Carefully, first, across the four lanes of a road that still lacks the pedestrian crossing the government promised. Across the tracks of the light-rail line that runs where the beach used to begin. Under a low bridge, past the homeless Roma who spend their days in its shadows, into the abandoned 25,000-square-metre patch of dirt and scrub that used to be sea.

Finally, down two steep steps, to the cement waterfront boardwalk that leads toward the Games’ 9,600-seat beach volleyball stadium — which has also been abandoned, weeds growing unchecked through its once-pristine sand, bird droppings staining its concourses, its folding seats flapping in the coastal breeze. You can walk right in.

The Greek government wanted to build other Games venues on this reclaimed seaside property beside the volleyball stadium. After a fight from Bilinis’ community activist group, the government plunked the buildings elsewhere, then erected a fence around the prime land. In 2006, Bilinis’ group and hundreds of supporters tore the fence down.
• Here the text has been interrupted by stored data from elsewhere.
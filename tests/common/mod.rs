#![allow(dead_code)]

use approx::assert_abs_diff_eq;
use nalgebra::Vector3;
use orrery::body::Body;
use orrery::time::Instant;

/// Heliocentric EQJ positions (AU) from JPL Horizons, keyed by body and TT Julian date.
pub const HORIZONS_HELIO: &[(Body, f64, [f64; 3])] = &[
    (Body::Mercury, 2411545.0, [0.3493878714, -0.1302077267, -0.1058730361]),
    (Body::Mercury, 2419545.0, [0.2950960118, -0.244177297, -0.1610737357]),
    (Body::Mercury, 2427545.0, [0.2077238019, -0.3312635001, -0.198494532]),
    (Body::Mercury, 2435545.0, [0.1004920218, -0.3870987319, -0.217179168]),
    (Body::Mercury, 2443545.0, [-0.0153852754, -0.4101850758, -0.2174925982]),
    (Body::Mercury, 2451545.0, [-0.1300936046, -0.4005937206, -0.2004893069]),
    (Body::Venus, 2411545.0, [-0.7178452043, 0.0139241146, 0.0517532468]),
    (Body::Venus, 2419545.0, [0.6061342811, 0.3741316134, 0.1298042734]),
    (Body::Venus, 2427545.0, [-0.2299142475, -0.6331803015, -0.2701579257]),
    (Body::Venus, 2435545.0, [-0.2164924053, 0.6199261557, 0.292513693]),
    (Body::Venus, 2443545.0, [0.5935137101, -0.3693448084, -0.2037088644]),
    (Body::EMB, 2411545.0, [0.1117527004, -0.9270100498, -0.4021802015]),
    (Body::EMB, 2419545.0, [-0.4717744111, -0.8220227738, -0.3565918417]),
    (Body::EMB, 2427545.0, [-0.8889625915, -0.4282316398, -0.185747755]),
    (Body::EMB, 2435545.0, [-0.9854629414, 0.1188731342, 0.051541748]),
    (Body::EMB, 2443545.0, [-0.7169612488, 0.6210814225, 0.2693037488]),
    (Body::EMB, 2451545.0, [-0.1771587839, 0.887406859, 0.3847367185]),
    (Body::Mars, 2411545.0, [-0.1474461434, -1.3278375334, -0.6049474049]),
    (Body::Mars, 2419545.0, [-1.4097862365, 0.7887552075, 0.4001552102]),
    (Body::Mars, 2427545.0, [1.2751062367, 0.5929892819, 0.2372980895]),
    (Body::Mars, 2435545.0, [-0.7578584474, -1.210013532, -0.5344072732]),
    (Body::Mars, 2443545.0, [-1.0232278535, 1.1621468626, 0.5607395621]),
    (Body::Mars, 2451545.0, [1.3907159214, 0.0014012149, -0.0369601677]),
    (Body::Jupiter, 2411545.0, [2.9837884053, -3.772381627, -1.6901903627]),
    (Body::Jupiter, 2419545.0, [-1.7382880384, -4.6471837333, -1.9499553658]),
    (Body::Jupiter, 2427545.0, [-5.1281915292, -1.749800141, -0.6250207356]),
    (Body::Jupiter, 2435545.0, [-4.6121619014, 2.4953666775, 1.1821569858]),
    (Body::Jupiter, 2443545.0, [-0.4627146537, 4.7108655871, 2.0307146958]),
    (Body::Jupiter, 2451545.0, [4.0011771819, 2.7365785897, 1.0755125254]),
    (Body::Saturn, 2411545.0, [-8.5151099046, 3.282556578, 1.7200893604]),
    (Body::Saturn, 2419545.0, [5.217291758, 6.9815327926, 2.6579637103]),
    (Body::Saturn, 2427545.0, [7.7506635038, -5.5025418118, -2.6046062335]),
    (Body::Saturn, 2435545.0, [-5.2734506611, -7.8866680116, -3.0300154867]),
    (Body::Saturn, 2443545.0, [-7.7367291471, 4.5131027003, 2.1962088916]),
    (Body::Saturn, 2451545.0, [6.4064088704, 6.1746578061, 2.2747707349]),
    (Body::Uranus, 2411545.0, [-16.4159097008, -7.793650325, -3.18041265]),
    (Body::Uranus, 2419545.0, [10.4746921789, -15.300586733, -6.8500911185]),
    (Body::Uranus, 2427545.0, [17.5128800292, 8.7263262152, 3.5736558506]),
    (Body::Uranus, 2435545.0, [-9.7178358757, 14.4546349234, 6.4686670469]),
    (Body::Uranus, 2443545.0, [-13.4822148842, -11.8237898401, -4.9874755478]),
    (Body::Uranus, 2451545.0, [14.4318565807, -12.5062632452, -5.6816829828]),
    (Body::Neptune, 2411545.0, [12.1323801234, 25.3226220555, 10.0628233249]),
    (Body::Neptune, 2419545.0, [-12.3856600756, 25.1528348111, 10.6033851946]),
    (Body::Neptune, 2427545.0, [-28.7387978923, 8.2766903355, 4.1028690883]),
    (Body::Neptune, 2435545.0, [-26.3968325711, -14.030717305, -5.0858772277]),
    (Body::Neptune, 2443545.0, [-7.0565022877, -27.3194094185, -11.0063258261]),
    (Body::Neptune, 2451545.0, [16.8120479567, -22.9801038994, -9.8244204429]),
    (Body::Pluto, 2411545.0, [17.621305461, 43.9412232438, 8.4004533071]),
    (Body::Pluto, 2419545.0, [0.2778860239, 42.9818583697, 13.326112444]),
    (Body::Pluto, 2427545.0, [-16.9607735628, 33.1345593015, 15.446678678]),
    (Body::Pluto, 2435545.0, [-29.0024768171, 13.9948403475, 13.1021316473]),
    (Body::Pluto, 2443545.0, [-28.0398775393, -10.5511024785, 5.1547952585]),
    (Body::Pluto, 2451545.0, [-9.8753695808, -27.9789262247, -5.7537118247]),
];

/// Instant whose TT is the given Julian date.
pub fn jd_instant(jd: f64) -> Instant {
    Instant::from_terrestrial_time(jd - 2451545.0).unwrap()
}

pub fn utc(year: i32, month: u8, day: u8, hour: u8, minute: u8) -> Instant {
    Instant::from_gregorian(year, month, day, hour, minute, 0.0).unwrap()
}

pub fn assert_vector_close(actual: &Vector3<f64>, expected: &Vector3<f64>, epsilon: f64) {
    assert_abs_diff_eq!(actual.x, expected.x, epsilon = epsilon);
    assert_abs_diff_eq!(actual.y, expected.y, epsilon = epsilon);
    assert_abs_diff_eq!(actual.z, expected.z, epsilon = epsilon);
}
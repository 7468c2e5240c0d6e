//! # Illumination and visual magnitude
//!
//! [`Orrery::illumination`] gives how bright a body looks from the Earth and how much of its disc
//! is lit.
//!
//! ## Overview
//!
//! The phase angle is the Sun-body-Earth angle. The visual magnitude combines a body-specific
//! phase polynomial with the inverse-square dimming by the heliocentric and geocentric distances:
//!
//! ```text
//! mag = c0 + c1·x + c2·x² + c3·x³ + 5·log10(r·Δ),   x = phase / 100°
//! ```
//!
//! The Sun and the Moon have their own formulas, and Saturn adds the brightness of its rings,
//! which depends on how open they appear from the Earth (the ring tilt).
use once_cell::sync::Lazy;
use serde::{Deserialize, Serialize};

use crate::body::Body;
use crate::constants::{Degree, AU, AU_PER_PARSEC, MOON_MEAN_DISTANCE_KM, RADEG};
use crate::coordinates::{angle_between, AstroVector};
use crate::moon::geo_moon;
use crate::orrery::Orrery;
use crate::orrery_errors::OrreryError;
use crate::time::Instant;
use crate::vsop::vsop_helio_vector;

/// Absolute magnitude of the Sun seen from 1 AU.
pub static SUN_MAG_1AU: Lazy<f64> = Lazy::new(|| -0.17 - 5.0 * AU_PER_PARSEC.log10());

/// Inclination of Saturn's ring plane on the ecliptic, degrees.
const SATURN_RING_INCLINATION: Degree = 28.06;

/// Brightness and lighting geometry of a body seen from the Earth.
#[derive(Debug, Clone, Copy, PartialEq, Serialize, Deserialize)]
pub struct IlluminationInfo {
    pub time: Instant,
    /// Visual magnitude
    pub mag: f64,
    /// Sun-body-Earth angle (degrees), 0 for the Sun
    pub phase_angle: Degree,
    /// Lit fraction of the apparent disc, in `[0, 1]`
    pub phase_fraction: f64,
    /// Sun-body distance (AU)
    pub helio_dist: f64,
    /// Earth-body distance (AU)
    pub geo_dist: f64,
    /// Geocentric EQJ position of the body
    pub gc: AstroVector,
    /// Heliocentric EQJ position of the body
    pub hc: AstroVector,
    /// Tilt of Saturn's rings seen from the Earth (degrees), 0 for every other body
    pub ring_tilt: Degree,
}

/// Phase polynomial coefficients `(c0, c1, c2, c3)`.
fn magnitude_coefficients(body: Body, phase: Degree) -> Option<(f64, f64, f64, f64)> {
    match body {
        Body::Mercury => Some((-0.60, 4.98, -4.88, 3.02)),
        Body::Venus if phase < 163.6 => Some((-4.47, 1.03, 0.57, 0.13)),
        Body::Venus => Some((0.98, -1.02, 0.0, 0.0)),
        Body::Mars => Some((-1.52, 1.60, 0.0, 0.0)),
        Body::Jupiter => Some((-9.40, 0.50, 0.0, 0.0)),
        Body::Uranus => Some((-7.19, 0.25, 0.0, 0.0)),
        Body::Neptune => Some((-6.87, 0.0, 0.0, 0.0)),
        Body::Pluto => Some((-1.00, 4.00, 0.0, 0.0)),
        // the Sun, the Moon and Saturn have their own formulas
        Body::Sun
        | Body::Moon
        | Body::Saturn
        | Body::Earth
        | Body::SSB
        | Body::EMB
        | Body::Star1
        | Body::Star2
        | Body::Star3
        | Body::Star4
        | Body::Star5
        | Body::Star6
        | Body::Star7
        | Body::Star8 => None,
    }
}

fn visual_magnitude(
    body: Body,
    phase: Degree,
    helio_dist: f64,
    geo_dist: f64,
) -> Result<f64, OrreryError> {
    let (c0, c1, c2, c3) = magnitude_coefficients(body, phase)
        .ok_or(OrreryError::UnsupportedBody(body, "illumination"))?;
    let x = phase / 100.0;
    Ok(c0 + x * (c1 + x * (c2 + x * c3)) + 5.0 * (helio_dist * geo_dist).log10())
}

fn moon_magnitude(phase: Degree, helio_dist: f64, geo_dist: f64) -> f64 {
    let rad = phase * RADEG;
    let rad4 = rad.powi(4);
    let geo_au = geo_dist / (MOON_MEAN_DISTANCE_KM / AU);
    -12.717 + 1.49 * rad.abs() + 0.0431 * rad4 + 5.0 * (helio_dist * geo_au).log10()
}

/// Magnitude of Saturn with its rings, and the ring tilt in degrees.
fn saturn_magnitude(
    orrery: &Orrery,
    phase: Degree,
    helio_dist: f64,
    geo_dist: f64,
    gc: &AstroVector,
    time: &Instant,
) -> Result<(f64, Degree), OrreryError> {
    let eclip = orrery.ecliptic(gc)?;
    let ir = SATURN_RING_INCLINATION * RADEG;
    let nr = (169.51 + 3.82e-5 * time.tt) * RADEG;

    let lat = eclip.elat * RADEG;
    let lon = eclip.elon * RADEG;
    let tilt = (lat.sin() * ir.cos() - lat.cos() * ir.sin() * (lon - nr).sin()).asin();
    let sin_tilt = tilt.abs().sin();

    let mag = -9.0 + 0.044 * phase + sin_tilt * (-2.6 + 1.2 * sin_tilt)
        + 5.0 * (helio_dist * geo_dist).log10();
    Ok((mag, tilt.to_degrees()))
}

impl Orrery {
    /// Visual magnitude and phase of a body seen from the Earth.
    ///
    /// Arguments
    /// ---------
    /// * `body`: the Sun, the Moon, a planet other than the Earth, or Pluto
    /// * `time`: the instant
    ///
    /// Return
    /// ------
    /// * an [`IlluminationInfo`]; [`OrreryError::UnsupportedBody`] for the Earth, the
    ///   barycentres and the user stars
    ///
    /// Positions are geometric (no light-time correction).
    pub fn illumination(
        &self,
        body: Body,
        time: &Instant,
    ) -> Result<IlluminationInfo, OrreryError> {
        if matches!(body, Body::Earth | Body::SSB | Body::EMB) || body.is_star() {
            return Err(OrreryError::UnsupportedBody(body, "illumination"));
        }

        let earth = vsop_helio_vector(Body::Earth, time)?;
        let (gc, hc, phase_angle) = match body {
            Body::Sun => (-earth, AstroVector::zero(*time), 0.0),
            Body::Moon => {
                let gc = geo_moon(time);
                let hc = earth + gc;
                (gc, hc, angle_between(&gc.pos, &hc.pos)?)
            }
            _ => {
                let hc = self.helio_vector(body, time)?;
                let gc = hc - earth;
                (gc, hc, angle_between(&gc.pos, &hc.pos)?)
            }
        };

        let geo_dist = gc.length();
        let helio_dist = hc.length();
        let mut ring_tilt = 0.0;

        let mag = match body {
            Body::Sun => *SUN_MAG_1AU + 5.0 * geo_dist.log10(),
            Body::Moon => moon_magnitude(phase_angle, helio_dist, geo_dist),
            Body::Saturn => {
                let (mag, tilt) =
                    saturn_magnitude(self, phase_angle, helio_dist, geo_dist, &gc, time)?;
                ring_tilt = tilt;
                mag
            }
            _ => visual_magnitude(body, phase_angle, helio_dist, geo_dist)?,
        };

        Ok(IlluminationInfo {
            time: *time,
            mag,
            phase_angle,
            phase_fraction: (1.0 + (phase_angle * RADEG).cos()) / 2.0,
            helio_dist,
            geo_dist,
            gc,
            hc,
            ring_tilt,
        })
    }
}

#[cfg(test)]
mod illumination_test {
    use approx::assert_abs_diff_eq;

    use super::*;

    fn utc(year: i32, month: u8, day: u8, hour: u8, minute: u8) -> Instant {
        Instant::from_gregorian(year, month, day, hour, minute, 0.0).unwrap()
    }

    #[test]
    fn test_sun_magnitude() {
        assert_abs_diff_eq!(*SUN_MAG_1AU, -26.74, epsilon = 0.01);
        let orrery = Orrery::new();
        let sun = orrery.illumination(Body::Sun, &utc(2024, 7, 4, 0, 0)).unwrap();
        // aphelion: 1.0167 AU
        assert_abs_diff_eq!(sun.mag, -26.74 + 5.0 * 1.0167f64.log10(), epsilon = 0.01);
        assert_eq!(sun.phase_fraction, 1.0);
        assert_eq!(sun.helio_dist, 0.0);
    }

    #[test]
    fn test_moon_phase_fraction() {
        let orrery = Orrery::new();
        let full = orrery.illumination(Body::Moon, &utc(2024, 1, 25, 17, 54)).unwrap();
        assert_abs_diff_eq!(full.phase_fraction, 1.0, epsilon = 0.02);
        assert!(full.mag < -12.0, "full moon magnitude {}", full.mag);

        let new = orrery.illumination(Body::Moon, &utc(2024, 1, 11, 11, 57)).unwrap();
        assert_abs_diff_eq!(new.phase_fraction, 0.0, epsilon = 0.02);
    }

    #[test]
    fn test_planet_magnitudes() {
        let orrery = Orrery::new();
        let time = utc(2024, 6, 1, 0, 0);
        let venus = orrery.illumination(Body::Venus, &time).unwrap();
        assert!((-4.9..-3.7).contains(&venus.mag), "Venus {}", venus.mag);
        let jupiter = orrery.illumination(Body::Jupiter, &time).unwrap();
        assert!((-2.9..-1.6).contains(&jupiter.mag), "Jupiter {}", jupiter.mag);
        assert_eq!(jupiter.ring_tilt, 0.0);
        let pluto = orrery.illumination(Body::Pluto, &time).unwrap();
        assert!((13.5..15.5).contains(&pluto.mag), "Pluto {}", pluto.mag);
    }

    #[test]
    fn test_saturn_ring_tilt() {
        let orrery = Orrery::new();
        // rings widely open in late 2017
        let wide = orrery.illumination(Body::Saturn, &utc(2017, 10, 16, 0, 0)).unwrap();
        assert!(wide.ring_tilt.abs() > 25.0, "tilt {}", wide.ring_tilt);
        // edge-on in March 2025
        let edge = orrery.illumination(Body::Saturn, &utc(2025, 3, 23, 0, 0)).unwrap();
        assert!(edge.ring_tilt.abs() < 2.0, "tilt {}", edge.ring_tilt);
        assert!(wide.mag < edge.mag);

        for k in 0..30 {
            let info = orrery
                .illumination(Body::Saturn, &Instant::from_ut(-5000.0 + 400.0 * k as f64).unwrap())
                .unwrap();
            assert!(info.ring_tilt.abs() <= 31.0);
        }
    }

    #[test]
    fn test_magnitude_coefficients_cover_plain_planets() {
        for body in Body::PLANETS {
            let covered = magnitude_coefficients(body, 50.0).is_some();
            assert_eq!(covered, !matches!(body, Body::Earth | Body::Saturn), "{body}");
        }
        for body in Body::STARS.into_iter().chain([Body::Sun, Body::Moon, Body::SSB, Body::EMB]) {
            assert!(magnitude_coefficients(body, 50.0).is_none(), "{body}");
        }
        // Venus switches formula near inferior conjunction
        assert_ne!(
            magnitude_coefficients(Body::Venus, 160.0),
            magnitude_coefficients(Body::Venus, 170.0)
        );
    }

    #[test]
    fn test_unsupported_bodies() {
        let orrery = Orrery::new();
        let time = Instant::from_ut(0.0).unwrap();
        for body in [Body::Earth, Body::SSB, Body::EMB, Body::Star1] {
            assert_eq!(
                orrery.illumination(body, &time),
                Err(OrreryError::UnsupportedBody(body, "illumination"))
            );
        }
    }
}
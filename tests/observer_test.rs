mod common;

use approx::assert_abs_diff_eq;
use orrery::body::Body;
use orrery::constants::{AU, JUPITER_EQUATORIAL_RADIUS_KM};
use orrery::observers::horizon::Refraction;
use orrery::observers::{inverse_terra, terra, Observer};
use orrery::orrery::Orrery;
use orrery::time::Instant;

use common::utc;

#[test]
fn test_terra_round_trip() {
    let orrery = Orrery::new();
    let time = utc(2022, 8, 1, 21, 15);
    let st = orrery.sidereal_time(&time);
    for (lat, lon, height) in [
        (0.0, 0.0, 0.0),
        (45.0, -120.0, 1500.0),
        (-33.9, 18.4, 10.0),
        (89.9, 100.0, 2800.0),
        (-90.0, 0.0, 0.0),
    ] {
        let observer = Observer::new(lat, lon, height).unwrap();
        let (pos, _) = terra(&observer, st);
        let back = inverse_terra(&pos, st).unwrap();
        assert_abs_diff_eq!(back.latitude(), lat, epsilon = 1e-9);
        assert_abs_diff_eq!(back.height(), height, epsilon = 1e-3);
        if lat.abs() < 90.0 {
            assert_abs_diff_eq!(back.longitude(), lon, epsilon = 1e-9);
        }
    }
}

#[test]
fn test_sidereal_time_range() {
    let orrery = Orrery::new();
    for k in 0..200 {
        let gast = orrery.sidereal_time(&Instant::from_ut(-50000.0 + 517.3 * k as f64).unwrap());
        assert!((0.0..24.0).contains(&gast));
    }
}

#[test]
fn test_sun_altitude_at_noon() {
    let orrery = Orrery::new();
    // Greenwich, local apparent noon on the June solstice of 2000
    let observer = Observer::new(51.4769, 0.0, 46.0).unwrap();
    let time = utc(2000, 6, 21, 12, 2);
    let sun = orrery
        .equator(Body::Sun, &time, &observer, true, true)
        .unwrap();
    let hor = orrery
        .horizon(&time, &observer, sun.ra, sun.dec, Refraction::None)
        .unwrap();
    assert_abs_diff_eq!(hor.altitude, 90.0 - 51.4769 + 23.4377, epsilon = 0.1);
    assert_abs_diff_eq!(hor.azimuth, 180.0, epsilon = 1.0);

    let refracted = orrery
        .horizon(&time, &observer, sun.ra, sun.dec, Refraction::Normal)
        .unwrap();
    assert!(refracted.altitude > hor.altitude);
    assert_abs_diff_eq!(
        refracted.altitude - hor.altitude,
        orrery.refraction_angle(Refraction::Normal, hor.altitude),
        epsilon = 1e-9
    );
}

#[test]
fn test_inverse_refraction_through_orrery() {
    let orrery = Orrery::new();
    for bent in [-1.0, 0.0, 0.5, 5.0, 30.0] {
        let correction = orrery.inverse_refraction_angle(Refraction::JplHor, bent).unwrap();
        let geometric = bent + correction;
        assert_abs_diff_eq!(
            geometric + orrery.refraction_angle(Refraction::JplHor, geometric),
            bent,
            epsilon = 1e-10
        );
    }
}

#[test]
fn test_libration_range() {
    let orrery = Orrery::new();
    let mut max_lon: f64 = 0.0;
    let mut max_lat: f64 = 0.0;
    for k in 0..400 {
        let lib = orrery.libration(&Instant::from_ut(7000.0 + 0.91 * k as f64).unwrap());
        max_lon = max_lon.max(lib.elon.abs());
        max_lat = max_lat.max(lib.elat.abs());
    }
    assert!((5.0..8.5).contains(&max_lon), "max longitude libration {max_lon}");
    assert!((5.5..7.5).contains(&max_lat), "max latitude libration {max_lat}");
}

#[test]
fn test_jupiter_moon_distances() {
    let orrery = Orrery::new();
    let info = orrery.jupiter_moons(&utc(2023, 11, 3, 5, 0));
    // semi-major axes in Jupiter radii
    for (moon, radii) in [
        (info.io, 5.90),
        (info.europa, 9.39),
        (info.ganymede, 14.97),
        (info.callisto, 26.33),
    ] {
        let distance = moon.pos.norm() * AU / JUPITER_EQUATORIAL_RADIUS_KM;
        assert_abs_diff_eq!(distance, radii, epsilon = 0.02 * radii);
    }
}

#[test]
fn test_saturn_ring_tilt_range() {
    let orrery = Orrery::new();
    let mut widest: f64 = 0.0;
    for k in 0..60 {
        let info = orrery
            .illumination(Body::Saturn, &Instant::from_ut(-12000.0 + 200.0 * k as f64).unwrap())
            .unwrap();
        assert!(info.ring_tilt.abs() <= 30.6);
        widest = widest.max(info.ring_tilt.abs());
    }
    assert!(widest > 25.0);
}

#[test]
fn test_builder_defines_stars() {
    let orrery = Orrery::builder()
        .star(Body::Star1, 5.919529, 7.407064, 548.0)
        .star(Body::Star2, 6.752481, -16.716116, 8.6)
        .build()
        .unwrap();
    let time = utc(2024, 2, 1, 0, 0);
    let betelgeuse = orrery.helio_vector(Body::Star1, &time).unwrap();
    let sirius = orrery.helio_vector(Body::Star2, &time).unwrap();
    assert!(betelgeuse.length() > sirius.length());

    let observer = Observer::new(30.0, -90.0, 0.0).unwrap();
    let eq = orrery
        .equator(Body::Star2, &time, &observer, true, true)
        .unwrap();
    // precession since J2000 moves Sirius by about 0.3 degrees
    assert_abs_diff_eq!(eq.dec, -16.716116, epsilon = 0.5);
}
But save for the Roma and a few hardy recreational fishermen, the land remains unused — like numerous other Olympic facilities and properties in Athens.

The 6,500-capacity table tennis and rhythmic gymnastics hall, which a developer has long planned to turn into a shopping mall, is still closed. The 8,100-capacity taekwondo arena, which officials talked of turning into a convention centre, is rented a few days per year for political conventions, concerts and Disney on Ice. The badminton hall was turned into a theatre — but a court has ruled the building illegal and ordered it demolished.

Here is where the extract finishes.